Review: Doctor Who, Series 9, Episode 1: The Magician’s Apprentice (The Same Old Tricks?)

doctor who 8

(SPOILERS AHEAD)

“Someone please help me”

So, Doctor Who returned to our screens last night with ‘The Magician’s Apprentice.’ Saturday nights just aren’t the same without The Doctor, are they? It’s not about the uniform quality of the show; it’s up and down like a yo-yo, if we are being honest (for example, in Series 8 there was the domineering brilliance of ‘Flatline’ to the downright awfulness of ‘Robot of Sherwood’). It’s just about having some quintessentially British science fiction on our screens! It’s about having a great British science fiction character on our screens! The episode passed with some great highlights, but they were marred by the numerous excesses of Steven Moffat’s writing style…

It started off with a (metaphorical) bang. The pre-credits teaser, with The Doctor trying to save a child, ended with a great cliffhanger. The boy’s name was…Davros! Oh, spoiler alert! My jaw dropped, but it didn’t throughout the rest of the episode. The Doctor, having a chance to end the tyranny and destruction of Davros when Davros was a child…simply a great plot development. The pre-credit teaser heights were never quite reached until The Doctor came face to face with present-day (?) Davros, however. We had to endure Missy (who still is as annoying as ever), aeroplanes frozen in mid-air,  and The Doctor on a tank with a guitar in 1138 A.D (THX 1138, do you get it?) before that great confrontation took place.

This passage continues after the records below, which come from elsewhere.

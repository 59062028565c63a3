//! Seam between the gateway and the chain.
use alloy::{
    network::{ReceiptResponse, TransactionBuilder},
    primitives::{Address, Bytes, TxHash, U256},
    providers::{PendingTransactionError, Provider},
    rpc::types::TransactionRequest,
    sol_types::{Revert, SolError},
    transports::{RpcError, TransportErrorKind},
};
use async_trait::async_trait;
use once_cell::sync::Lazy;
use regex::Regex;

use crate::error::{Error, Result};

/// EIP-1193 code for a request the user rejected.
pub const USER_REJECTED_CODE: i64 = 4001;

/// Inclusion proof of a state-changing call.
#[derive(Clone, Copy, Debug, PartialEq, Eq)]
pub struct Confirmation {
    /// Hash of the mined transaction.
    pub tx_hash: TxHash,
    /// Block the transaction was included in, when the node reports it.
    pub block_number: Option<u64>,
}

/// Access to the deployed vesting contract.
///
/// Implementations receive ABI-encoded calldata and return raw return data;
/// encoding and decoding stay in [`crate::gateway::Gateway`].
#[async_trait]
pub trait Transport: Send + Sync {
    /// Executes a read-only call and returns the raw return data.
    async fn call(&self, input: Bytes) -> Result<Bytes>;

    /// Signs and submits a state-changing call carrying `value` wei, then
    /// waits until it is included.
    ///
    /// # Errors
    ///
    /// * [`Error::WalletDeclined`] - If signing was refused.
    /// * [`Error::CallReverted`] - If the contract rejected the call, or the
    ///   mined receipt reports failure.
    /// * [`Error::CallFailed`] - On transport failure.
    async fn send(&self, input: Bytes, value: U256) -> Result<Confirmation>;
}

/// [`Transport`] over an `alloy` provider. The provider's wallet signs.
#[derive(Clone, Debug)]
pub struct RpcTransport<P> {
    provider: P,
    contract: Address,
}

impl<P> RpcTransport<P> {
    /// Talks to the vesting contract at `contract` through `provider`.
    pub fn new(provider: P, contract: Address) -> Self {
        Self { provider, contract }
    }

    /// Address of the vesting contract.
    pub fn contract(&self) -> Address {
        self.contract
    }
}

#[async_trait]
impl<P: Provider> Transport for RpcTransport<P> {
    async fn call(&self, input: Bytes) -> Result<Bytes> {
        let tx = TransactionRequest::default()
            .with_to(self.contract)
            .with_input(input);
        self.provider.call(tx).await.map_err(|e| classify(&e))
    }

    async fn send(&self, input: Bytes, value: U256) -> Result<Confirmation> {
        let tx = TransactionRequest::default()
            .with_to(self.contract)
            .with_input(input)
            .with_value(value);

        let pending = self
            .provider
            .send_transaction(tx)
            .await
            .map_err(|e| classify(&e))?;
        tracing::debug!(tx_hash = %pending.tx_hash(), "transaction submitted");

        let receipt = pending.get_receipt().await.map_err(|e| match e {
            PendingTransactionError::TransportError(e) => classify(&e),
            e => Error::call_failed(e),
        })?;

        if !receipt.status() {
            return Err(Error::reverted("Transaction failed"));
        }

        Ok(Confirmation {
            tx_hash: receipt.transaction_hash(),
            block_number: receipt.block_number(),
        })
    }
}

/// Maps an RPC failure onto the client's error taxonomy.
pub(crate) fn classify(err: &RpcError<TransportErrorKind>) -> Error {
    let Some(payload) = err.as_error_resp() else {
        return classify_message(&err.to_string());
    };

    if payload.code == USER_REJECTED_CODE {
        return Error::WalletDeclined;
    }

    let reason = payload
        .as_revert_data()
        .and_then(|data| Revert::abi_decode(&data).ok())
        .map(|revert| revert.reason);
    match reason {
        Some(reason) => Error::reverted(reason),
        None => classify_message(&payload.message),
    }
}

/// Classifies a wallet or node error by its message.
pub(crate) fn classify_message(message: &str) -> Error {
    static REVERT_REASON: Lazy<Regex> = Lazy::new(|| {
        Regex::new(r#"execution reverted: ([^"]*)"#)
            .expect("revert reason pattern should compile")
    });

    let lowercase = message.to_lowercase();
    let declined = ["user rejected", "user denied"];
    if declined.iter().any(|pattern| lowercase.contains(pattern)) {
        Error::WalletDeclined
    } else if lowercase.contains("insufficient funds") {
        Error::reverted("Insufficient funds for transaction")
    } else if lowercase.contains("execution reverted") {
        let reason = REVERT_REASON
            .captures(message)
            .and_then(|captures| captures.get(1))
            .map(|m| m.as_str().trim())
            .filter(|reason| !reason.is_empty())
            .unwrap_or("Transaction reverted");
        Error::reverted(reason)
    } else {
        Error::call_failed(message)
    }
}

“Doctor, what have you done?”

However, the padding and the build was worth it. Whenever The Doctor and Davros meet, there’s a tangible tension in the air. This meeting was no exception, and Peter Capaldi (and Julian Bleach) played it flawlessly. Davros’ compliment of “I approve of your new face,” with the added sentiment that it resembled his own, sent a shiver down my spine. Of course, the parallels between the Daleks and The Doctor have been strained before, but this one felt entirely appropriate. Did The Doctor leave a defenceless child to die, because he would grow up to become Davros? Obviously not, but even the thought about doing that signals that The Doctor is not wholly ‘good.’

He Who Must Not Be Named?
He Who Must Not Be Named?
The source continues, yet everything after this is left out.